Just as in the sklearn interface, we can fit our numpy data and run analysis on the predictions from the test data.

from sklearn.metrics import mean_squared_error

xgbr.fit(X_train, y_train)
preds = xgbr.predict(X_test)
rmse = np.sqrt(mean_squared_error(y_test, preds))

print(f"RMSE: {rmse}")

The RMSE value here is intuitive, as it describes our total prediction error away from the mean in the units of the target variable, compressive strength (MPa):

RMSE: 5.14

Alone, this value doesn't tell us a great deal. The reported RMSE is useful to compare different modeling paradigms. We shall use the XGBoost API to further inspect our model performance through cross validation.

Firstly, let's look through some other useful tools in our model. First of all we can save our trained model with xgbr.save_model('model.json'). Loading the corresponding file is achieved with xgbr.load_model('model.json').
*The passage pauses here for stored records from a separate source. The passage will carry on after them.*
//! Node drain: cordon, select evictable pods, evict them in order.
//!
//! The individual steps are delegated to the backend's [`NodeDrainer`]; this
//! module sequences them and builds the human-readable transcript returned to
//! the caller. The first failing stage aborts the drain.

use std::time::Instant;

use tracing::{info, warn};

use crate::backend::{DrainOptions, NodeDrainer};
use crate::engine::DescribeEngine;
use crate::error::{BackendError, DescribeError, DrainError};

#[derive(Debug, Clone, PartialEq, Eq)]
pub struct DrainRequest {
    pub node: String,
    pub context: String,
    pub options: DrainOptions,
}

struct Transcript {
    lines: Vec<String>,
    suffix: &'static str,
}

impl Transcript {
    fn new(dry_run: bool) -> Self {
        Self {
            lines: Vec::new(),
            suffix: if dry_run { " (server dry run)" } else { "" },
        }
    }

    fn step(&mut self, line: String) {
        self.lines.push(format!("{line}{}", self.suffix));
    }

    fn note(&mut self, line: String) {
        self.lines.push(line);
    }

    fn finish(mut self, node: &str) -> String {
        self.lines.push(format!("Node {node} drained successfully"));
        self.lines.join("\n")
    }
}

pub(crate) fn run(engine: &DescribeEngine, request: &DrainRequest) -> Result<String, DrainError> {
    let connection = engine
        .connection(&request.context)
        .map_err(|err| match err {
            DescribeError::Connection { context, source } => {
                DrainError::Connection { context, source }
            }
            other => DrainError::Connection {
                context: request.context.clone(),
                source: BackendError::new(other.to_string()),
            },
        })?;
    let drainer: &dyn NodeDrainer = engine.backend().drainer().ok_or(DrainError::Unsupported)?;

    let node = request.node.as_str();
    let options = &request.options;
    let mut transcript = Transcript::new(options.dry_run);
    let started = Instant::now();

    let newly_cordoned = drainer
        .cordon(&connection, node, options.dry_run)
        .map_err(DrainError::Cordon)?;
    if newly_cordoned {
        transcript.step(format!("node/{node} cordoned"));
    } else {
        transcript.note(format!("node/{node} already cordoned"));
    }

    let plan = drainer
        .pods_for_deletion(&connection, node, options)
        .map_err(|errors| {
            DrainError::PreFlight(errors.iter().map(|e| e.message().to_string()).collect())
        })?;
    for warning in &plan.warnings {
        transcript.note(format!("Warning: {warning}"));
    }

    for pod in &plan.pods {
        if options.timeout_seconds > 0 && started.elapsed().as_secs() >= options.timeout_seconds {
            warn!(node, timeout_seconds = options.timeout_seconds, "Node drain timed out");
            return Err(DrainError::Timeout(options.timeout_seconds));
        }
        transcript.note(format!("evicting pod {}/{}", pod.namespace, pod.name));
        drainer
            .evict_pod(&connection, pod, options)
            .map_err(|source| DrainError::Evict {
                pod: format!("{}/{}", pod.namespace, pod.name),
                source,
            })?;
        transcript.step(format!("pod/{} evicted", pod.name));
    }

    info!(
        node,
        context = %request.context,
        pods = plan.pods.len(),
        dry_run = options.dry_run,
        "Node drained"
    );
    Ok(transcript.finish(node))
}
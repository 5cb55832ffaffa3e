//! The per-session poll loop.

use std::panic::{catch_unwind, AssertUnwindSafe};
use std::sync::atomic::Ordering;
use std::sync::mpsc::{Receiver, RecvTimeoutError};
use std::sync::Arc;
use std::time::Duration;

use tracing::{debug, warn};

use super::slot::Offer;
use super::SessionShared;
use crate::backoff::RetryBackoff;
use crate::error::BackendError;

pub(super) fn millis(duration: Duration) -> u64 {
    u64::try_from(duration.as_millis()).unwrap_or(u64::MAX)
}

/// Runs until the shutdown sender is dropped or the session is marked closed.
///
/// Describe failures and describer panics are never surfaced; they only
/// stretch the wait through `backoff`. Callers observe them as an absence of
/// new content.
pub(super) fn run(shared: Arc<SessionShared>, shutdown: Receiver<()>, mut backoff: RetryBackoff) {
    let id = shared.id;
    loop {
        match shutdown.recv_timeout(backoff.delay()) {
            Err(RecvTimeoutError::Timeout) => {}
            Ok(()) | Err(RecvTimeoutError::Disconnected) => break,
        }
        // Timer and close can race; the flag is authoritative
        if shared.is_closed() {
            break;
        }

        shared.stats.polls.fetch_add(1, Ordering::Relaxed);
        let request = &shared.request;
        // A panicking describer counts as a failed poll
        let result = catch_unwind(AssertUnwindSafe(|| {
            shared
                .describer
                .describe(&request.namespace, &request.name, &shared.settings)
        }))
        .unwrap_or_else(|_| Err(BackendError::new("describer panicked")));

        let delay = match result {
            Err(err) => {
                shared.stats.failures.fetch_add(1, Ordering::Relaxed);
                let delay = backoff.on_failure();
                warn!(
                    session_id = id,
                    error = %err,
                    retry_in_ms = millis(delay),
                    "Describe poll failed"
                );
                delay
            }
            Ok(output) => {
                let delay = backoff.on_success();
                match shared.slot.offer(output) {
                    Offer::Unchanged => {
                        debug!(session_id = id, "Describe output unchanged");
                    }
                    Offer::Queued => {
                        shared.stats.deliveries.fetch_add(1, Ordering::Relaxed);
                        debug!(session_id = id, "Describe output changed; queued");
                    }
                    Offer::Dropped => {
                        shared.stats.dropped.fetch_add(1, Ordering::Relaxed);
                        debug!(session_id = id, "Describe output changed; slot full, dropped");
                    }
                }
                delay
            }
        };
        shared
            .stats
            .current_delay_ms
            .store(millis(delay), Ordering::Relaxed);
    }
    debug!(session_id = id, "Describe poll loop exited");
}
We can determine the R2R^2-value of the prediction-vs.-ground truth curve using xgbr.score(X_test, y_test), which for this model returns

0.90

Note that, straight out of the box the XGBoost model equals the performance of our Random Forest predictor, also scoring 0.90. We hope to improve upon this with careful hyper-parameter selection.

Visualise the stumps


XGBoost has a utility for plotting the tree decisions. That's given by the following function.

xgb.plot_tree(xgbr, num_trees=0)
XGBoost decision graph

Figure 1. The decision graph for the first tree in the model.

This figure displays a graph of the first weak leaner (setting num_trees to zero). The first learner is the most meaningful to asses as it attempts to model the solution directly, whereas each subsequent tree is learning the error from the previous.